Supplied entries:

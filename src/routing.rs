use std::collections::{HashMap, HashSet};

use crate::id::{Id, IdSpace};
use crate::message::NodeRef;

// Consecutive RPC failures before a peer is evicted from routing state.
const EVICT_AFTER: u32 = 2;

/// A node's view of the ring: predecessor pointer, successor list and
/// finger table, plus the suspect bookkeeping that drives eviction.
///
/// This struct is pure state; every mutation happens under the node's
/// serialization point and never blocks on the network.
#[derive(Debug)]
pub struct RoutingState {
    space: IdSpace,
    local: NodeRef,
    r: usize,
    /// The node immediately counter-clockwise, if known.
    pub predecessor: Option<NodeRef>,
    successors: Vec<NodeRef>,
    fingers: Vec<Option<NodeRef>>,
    next_finger: u32,
    suspects: HashMap<Id, u32>,
}

impl RoutingState {
    /// Fresh state for a node that has not joined anything yet: it is its
    /// own successor and every finger points home.
    pub fn new(space: IdSpace, local: NodeRef, r: usize) -> Self {
        let fingers = vec![Some(local.clone()); space.bits() as usize];
        RoutingState {
            space,
            local: local.clone(),
            r,
            predecessor: None,
            successors: vec![local],
            fingers,
            next_finger: 0,
            suspects: HashMap::new(),
        }
    }

    /// This node's own reference.
    pub fn local(&self) -> &NodeRef {
        &self.local
    }

    /// The primary successor. Falls back to self on an empty list, which
    /// only happens transiently while repair promotes the next entry.
    pub fn successor(&self) -> &NodeRef {
        self.successors.first().unwrap_or(&self.local)
    }

    /// The whole successor list, clockwise-nearest first.
    pub fn successors(&self) -> &[NodeRef] {
        &self.successors
    }

    /// Sets a new primary successor, keeping the rest of the list.
    pub fn adopt_successor(&mut self, node: NodeRef) {
        self.successors.retain(|n| n.id != node.id);
        self.successors.insert(0, node);
        self.successors.truncate(self.r);
    }

    /// Rebuilds the list from the primary successor and its own list
    /// shifted right by one. Self never appears unless the ring is a
    /// singleton.
    pub fn update_successor_list(&mut self, primary: NodeRef, list: Vec<NodeRef>) {
        let mut next = Vec::with_capacity(self.r);
        next.push(primary);
        for node in list {
            if next.len() >= self.r {
                break;
            }
            if node.id == self.local.id || next.iter().any(|n| n.id == node.id) {
                continue;
            }
            next.push(node);
        }
        if next.first().map(|n| &n.id) == Some(&self.local.id) && next.len() > 1 {
            next.remove(0);
        }
        self.successors = next;
        debug_assert!(
            self.successors.len() == 1 || self.successors.iter().all(|n| n.id != self.local.id),
            "a node must not be its own successor in a non-singleton ring"
        );
    }

    /// The closest node preceding `k` that this node knows of, scanning
    /// the finger table from the top and the successor list. Returns self
    /// when nothing qualifies, which the caller treats as "answer with the
    /// primary successor".
    pub fn closest_preceding_node(&self, k: &Id, avoid: &HashSet<Id>) -> NodeRef {
        let mut best = self.local.clone();
        let fingers = self.fingers.iter().rev().flatten();
        for node in fingers.chain(self.successors.iter()) {
            if node.id == self.local.id || avoid.contains(&node.id) {
                continue;
            }
            if node.id.in_open(&best.id, k) {
                best = node.clone();
            }
        }
        best
    }

    /// The ring position finger `index` should resolve.
    pub fn finger_target(&self, index: u32) -> Id {
        self.space.finger_start(&self.local.id, index)
    }

    /// Stores a freshly resolved finger.
    pub fn set_finger(&mut self, index: u32, node: NodeRef) {
        if let Some(slot) = self.fingers.get_mut(index as usize) {
            *slot = Some(node);
        }
    }

    /// Returns the finger index to fix this tick and advances the cursor.
    pub fn next_finger_index(&mut self) -> u32 {
        let index = self.next_finger;
        self.next_finger = (self.next_finger + 1) % self.space.bits();
        index
    }

    /// True if this node owns `id`: `id ∈ (predecessor, self]`. With no
    /// predecessor the whole ring is ours, at least for the moment.
    pub fn owns(&self, id: &Id) -> bool {
        match &self.predecessor {
            Some(pred) => id.in_half_open(&pred.id, &self.local.id),
            None => true,
        }
    }

    /// Clears the failure count after a successful exchange.
    pub fn record_success(&mut self, id: &Id) {
        self.suspects.remove(id);
    }

    /// Counts a failed exchange; after two in a row the peer is dead and
    /// leaves the finger table and successor list. Returns whether the
    /// eviction happened.
    pub fn record_failure(&mut self, id: &Id) -> bool {
        let count = self.suspects.entry(id.clone()).or_insert(0);
        *count += 1;
        if *count >= EVICT_AFTER {
            self.suspects.remove(id);
            self.evict(id);
            true
        } else {
            false
        }
    }

    /// Removes a dead peer from the finger table and successor list.
    pub fn evict(&mut self, id: &Id) {
        self.successors.retain(|n| n.id != *id);
        if self.successors.is_empty() {
            // ring of one until stabilize learns better
            self.successors.push(self.local.clone());
        }
        for finger in self.fingers.iter_mut() {
            if finger.as_ref().is_some_and(|n| n.id == *id) {
                *finger = None;
            }
        }
    }

    /// The finger table with empty and repeated entries collapsed, for
    /// the admin surface.
    pub fn compact_fingers(&self) -> Vec<(u32, NodeRef)> {
        let mut out: Vec<(u32, NodeRef)> = Vec::new();
        for (index, node) in self.fingers.iter().enumerate() {
            if let Some(node) = node {
                if out.last().map(|(_, n)| &n.id) != Some(&node.id) {
                    out.push((index as u32, node.clone()));
                }
            }
        }
        out
    }
}

#[cfg(test)]
mod tests {
    use super::*;

    fn node(space: &IdSpace, id: u64) -> NodeRef {
        NodeRef {
            id: space.id(id),
            endpoint: format!("127.0.0.1:{}", 4000 + id),
        }
    }

    fn state(id: u64) -> (IdSpace, RoutingState) {
        let space = IdSpace::new(8);
        let local = node(&space, id);
        (space, RoutingState::new(space, local, 3))
    }

    #[test]
    fn singleton_ring_points_at_itself() {
        let (space, state) = state(10);
        assert_eq!(state.successor().id, space.id(10));
        let best = state.closest_preceding_node(&space.id(99), &HashSet::new());
        assert_eq!(best.id, space.id(10));
        assert!(state.owns(&space.id(10)));
        assert!(state.owns(&space.id(200)));
    }

    #[test]
    fn closest_preceding_scans_fingers_and_successors() {
        let (space, mut state) = state(10);
        state.set_finger(5, node(&space, 60));
        state.set_finger(6, node(&space, 120));
        state.update_successor_list(node(&space, 40), vec![]);

        let best = state.closest_preceding_node(&space.id(130), &HashSet::new());
        assert_eq!(best.id, space.id(120));
        // the successor qualifies when it precedes the key more closely
        let best = state.closest_preceding_node(&space.id(50), &HashSet::new());
        assert_eq!(best.id, space.id(40));
        // avoided nodes are skipped
        let avoid: HashSet<Id> = [space.id(120)].into();
        let best = state.closest_preceding_node(&space.id(130), &avoid);
        assert_eq!(best.id, space.id(60));
    }

    #[test]
    fn successor_list_excludes_self_and_duplicates() {
        let (space, mut state) = state(10);
        state.update_successor_list(
            node(&space, 60),
            vec![
                node(&space, 120),
                node(&space, 10),  // self, must be cut
                node(&space, 120), // duplicate
                node(&space, 200),
            ],
        );
        let ids: Vec<_> = state.successors().iter().map(|n| n.id.clone()).collect();
        assert_eq!(ids, vec![space.id(60), space.id(120), space.id(200)]);
    }

    #[test]
    fn two_failures_evict_and_promote() {
        let (space, mut state) = state(10);
        state.update_successor_list(node(&space, 60), vec![node(&space, 120)]);
        state.set_finger(5, node(&space, 60));

        assert!(!state.record_failure(&space.id(60)));
        assert!(state.record_failure(&space.id(60)));
        assert_eq!(state.successor().id, space.id(120));
        let best = state.closest_preceding_node(&space.id(65), &HashSet::new());
        assert_ne!(best.id, space.id(60));
        // a success in between resets the count
        state.update_successor_list(node(&space, 60), vec![]);
        state.record_failure(&space.id(60));
        state.record_success(&space.id(60));
        assert!(!state.record_failure(&space.id(60)));
    }

    #[test]
    fn eviction_of_last_successor_falls_back_to_self() {
        let (space, mut state) = state(10);
        state.update_successor_list(node(&space, 60), vec![]);
        state.evict(&space.id(60));
        assert_eq!(state.successor().id, space.id(10));
    }

    #[test]
    fn ownership_follows_the_predecessor() {
        let (space, mut state) = state(200);
        state.predecessor = Some(node(&space, 10));
        assert!(state.owns(&space.id(150)));
        assert!(state.owns(&space.id(200)));
        assert!(!state.owns(&space.id(10)));
        assert!(!state.owns(&space.id(250)));
    }

    #[test]
    fn finger_cursor_wraps() {
        let (_, mut state) = state(10);
        for expected in 0..8 {
            assert_eq!(state.next_finger_index(), expected);
        }
        assert_eq!(state.next_finger_index(), 0);
    }
}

Problem to solve: Of the lines above, copy each that contains "table".

Problem solution:
/// finger table, plus the suspect bookkeeping that drives eviction.
    /// the finger table from the top and the successor list. Returns self
    /// leaves the finger table and successor list. Returns whether the
    /// Removes a dead peer from the finger table and successor list.
    /// The finger table with empty and repeated entries collapsed, for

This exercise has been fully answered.